Con la decorazione della libreria Sagramoso fanno gruppo altre opere: la Madonna col Bambino di Vienna (Akademie der bildenden Künste); la Madonnacol Bambino e i ss. Pietro e Paolo di Pordenone (collezione Galvani; Zamperini, 2010A, p. 20); la Madonna col Bambino in trono di Verona (Collezione Banca popolare di Verona; Peretti, 2010, pp. 74 s.; una foto dell’Archivio Zeri, segnalata da Mattia Vinco, documenta la presenza sulla sinistra della figura  di un committente, ora occultata da una ridipintura); la Madonna col Bambino del Museo di Castelvecchio; la Madonna con le ss.
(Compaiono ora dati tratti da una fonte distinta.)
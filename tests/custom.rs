use approx::assert_relative_eq;
use symdiff::{linear, sqrt, Differentiable, EvalError, Term};

/// `(a x)^2` supplied by hand instead of built from nodes.
#[derive(Debug)]
struct Square {
    a: f64,
}

impl Differentiable for Square {
    fn value(&self, x: f64) -> Result<f64, EvalError> {
        Ok((self.a * x).powi(2))
    }

    fn derivative(&self) -> Term {
        linear(2. * self.a * self.a, 0.)
    }

    fn name(&self) -> String {
        format!("({} * x)^2", self.a)
    }
}

#[test]
fn sqrt_of_square() {
    let a = 2.5;
    let g = sqrt(Term::custom(Square { a }));
    assert_relative_eq!(g.value(3.).unwrap(), a * 3.);
    assert_relative_eq!(g.derivative_at(3.).unwrap(), a);
    assert_relative_eq!(g.value(-4.).unwrap(), a * 4.);
    assert_relative_eq!(g.derivative_at(-4.).unwrap(), -a);
    assert_eq!(g.to_string(), "sqrt((2.5 * x)^2)");
}

#[test]
fn custom_in_expression() {
    let f = Term::custom(Square { a: 1. }) * 3. + 1.;
    assert_eq!(f.value(2.).unwrap(), 13.);
    assert_eq!(f.derivative_at(2.).unwrap(), 12.);
    assert_eq!(f.nth_derivative(2).value(2.).unwrap(), 6.);
}

#[derive(Debug)]
struct Reciprocal;

impl Differentiable for Reciprocal {
    fn value(&self, x: f64) -> Result<f64, EvalError> {
        if x == 0. {
            return Err(EvalError::DivisionByZero { numerator: 1. });
        }
        Ok(1. / x)
    }

    fn derivative(&self) -> Term {
        -(Term::custom(Reciprocal) * Term::custom(Reciprocal))
    }
}

#[test]
fn custom_errors_propagate() {
    let f = Term::custom(Reciprocal) + 1.;
    assert_eq!(f.value(0.5).unwrap(), 3.);
    assert_eq!(f.derivative_at(0.5).unwrap(), -4.);
    assert!(f.value(0.).is_err());
    assert_eq!(Term::custom(Reciprocal).to_string(), "Reciprocal");
}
Brigida e Caterina di Stoccarda (Staatsgalerie); i due Santi francescani, probabilmente S. Bonaventura (o Bernardino) e S. Francesco, e Tre fatti della vita di s. Biagio di Vicenza (Museo civico di Palazzo Chiericati); la frammentaria e larvale Madonna col Bambino e santi nella chiesa delle Ss. Agnese e Lucia di Portogruaro; un omogeneo gruppo di miniature a Berlino (Kupferstichkabinett), New York (The Metropolitan Museum of art, Lehman Collection), Londra (Victoria and Albert Museum) e in altre collezioni (da ultimo, Eberhardt, 2011). Caratteri tardi presentano anche i disegni del Fogg Art Museum di Cambridge, Massachusetts (Eberhardt, 1986, pp. 113-116), raffiguranti un Santo inginocchiato, S. Cristoforo e la Madonna col Bambino. Firmata 1509 è infine la pala di S. Maria delle Grazie di Arzignano, nota come pala Hearst, recentemente riemersa nel mercato ridotta a pochi frammenti (Old Masters…, 2010).

Alla figura del S. Sebastiano presente in quest’ultima opera, può essere avvicinato il S. Giovanni Evangelista dell’Accademia Carrara di Bergamo, pure frammentario, il quale però, per qualche debolezza nella costruzione prospettica di una mano, fa pensare alla bottega, al pari della debole Madonna col Bambino e l’Imago Pietatis della University of Missouri a Columbia. Decisamente da escludere dal gruppo sono invece l’Imago Pietatis, con nel retro la Madonna col Bambino, della collezione Federico Mason Perkins presso la basilica di S. Francesco ad Assisi, di un seguace, e l’Imago Pietatis coi ss. Bernardino, Francesco Antonio e Chiara di Castelvecchio, recentemente restituita a Giovanni Francesco Caroto (Peretti, 2010, pp. 400 s.). Da non dimenticare è anche la notizia di Vasari (1568 ) a proposito di una decorazione perduta sulla facciata della Domus Pietatis di Verona.

Morì, probabilmente a Verona, dopo il 1518, epoca dell’ultima segnalazione anagrafica (Gerola, 1909, p. 109).